━━━ EXERCISE MATERIAL

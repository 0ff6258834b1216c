//! Auth session lifecycle.
//!
//! The session is the pair of persisted token and resolved user. The token
//! is the sole authority for authenticated calls; the user is derived by
//! fetching `/auth/me` after token acquisition. Invariant: token absent
//! implies user absent. Login is a single logical unit: the token is
//! persisted only after the current-user fetch succeeds, and any failure
//! inside the sequence rolls every piece of state back.

use parking_lot::RwLock;
use std::sync::atomic::{AtomicBool, Ordering};
use std::sync::Arc;
use tracing::debug;

use crate::client::{ApiClient, NoticeSink, TokenStore};
use crate::error::{Error, Result};
use crate::models::{LoginForm, RegisterForm, User};

pub struct AuthSession {
    client: Arc<ApiClient>,
    tokens: Arc<dyn TokenStore>,
    notices: Arc<dyn NoticeSink>,
    user: Arc<RwLock<Option<User>>>,
    /// Hard guard against overlapping credential-submitting calls.
    in_flight: Arc<AtomicBool>,
}

impl AuthSession {
    /// Builds the session and wires the client's session-expiry hook so a
    /// 401/403 anywhere also drops the in-memory user.
    pub fn new(client: Arc<ApiClient>, notices: Arc<dyn NoticeSink>) -> Self {
        let user = Arc::new(RwLock::new(None::<User>));
        let hook_user = Arc::clone(&user);
        client.on_session_expired(move || {
            *hook_user.write() = None;
        });
        Self {
            tokens: client.token_store(),
            client,
            notices,
            user,
            in_flight: Arc::new(AtomicBool::new(false)),
        }
    }

    pub fn user(&self) -> Option<User> {
        self.user.read().clone()
    }

    pub fn is_authenticated(&self) -> bool {
        self.user.read().is_some()
    }

    /// Whether a login or register call is currently outstanding.
    pub fn is_loading(&self) -> bool {
        self.in_flight.load(Ordering::Acquire)
    }

    /// Log in and resolve the current user.
    ///
    /// A response without a token is a backend contract violation and fails
    /// with [`Error::Auth`]. Nothing is persisted until the whole sequence
    /// has succeeded; on any failure both the token store and the in-memory
    /// user end up cleared before the error reaches the caller.
    pub async fn login(&self, form: &LoginForm) -> Result<User> {
        let _guard = InFlightGuard::acquire(&self.in_flight).ok_or(Error::LoginInFlight)?;

        let response = self.client.login(form).await?;
        let token = match response.token.filter(|t| !t.is_empty()) {
            Some(token) => token,
            None => {
                self.notices.error("Sign-in failed");
                return Err(Error::Auth("login response carried no token".to_string()));
            }
        };

        match self.client.current_user_with(&token).await {
            Ok(user) => {
                self.tokens.save(&token);
                *self.user.write() = Some(user.clone());
                Ok(user)
            }
            Err(err) => {
                if !err.session_torn_down() {
                    self.tokens.clear();
                }
                *self.user.write() = None;
                self.notices.error("Sign-in failed");
                Err(err)
            }
        }
    }

    /// Restore the session from the persisted token.
    ///
    /// At most once per session: if a user is already resolved in memory
    /// this returns the current authenticated-ness without a network call.
    /// A persisted token whose current-user fetch fails is cleared.
    pub async fn check_auth(&self) -> bool {
        if self.user.read().is_some() {
            return true;
        }
        if self.tokens.load().is_none() {
            return false;
        }

        match self.client.current_user().await {
            Ok(user) => {
                *self.user.write() = Some(user);
                true
            }
            Err(err) => {
                debug!(error = %err, "Session restoration failed");
                if !err.session_torn_down() {
                    self.tokens.clear();
                }
                *self.user.write() = None;
                false
            }
        }
    }

    /// Local-only teardown. The server is notified best-effort in the
    /// background; its answer never gates the clear.
    pub fn logout(&self) {
        self.tokens.clear();
        *self.user.write() = None;

        let client = Arc::clone(&self.client);
        tokio::spawn(async move {
            if let Err(e) = client.logout().await {
                debug!(error = %e, "Logout notification failed");
            }
        });
    }

    /// Register a new account. Does not auto-login.
    pub async fn register(&self, form: &RegisterForm) -> Result<()> {
        let _guard = InFlightGuard::acquire(&self.in_flight).ok_or(Error::LoginInFlight)?;

        self.client.register(form).await?;
        self.notices.success("Registration complete, please sign in");
        Ok(())
    }
}

/// RAII flag claim; releases on drop so error paths cannot leak the guard.
struct InFlightGuard<'a> {
    flag: &'a AtomicBool,
}

impl<'a> InFlightGuard<'a> {
    fn acquire(flag: &'a AtomicBool) -> Option<Self> {
        flag.compare_exchange(false, true, Ordering::AcqRel, Ordering::Acquire)
            .ok()
            .map(|_| Self { flag })
    }
}

impl Drop for InFlightGuard<'_> {
    fn drop(&mut self) {
        self.flag.store(false, Ordering::Release);
    }
}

━━━━━━

* [REQUIREMENT]: Extract every line containing the string "Result" from the material.

* [ANSWER TO THE EXERCISE]:
use crate::error::{Error, Result};
    pub async fn login(&self, form: &LoginForm) -> Result<User> {
    pub async fn register(&self, form: &RegisterForm) -> Result<()> {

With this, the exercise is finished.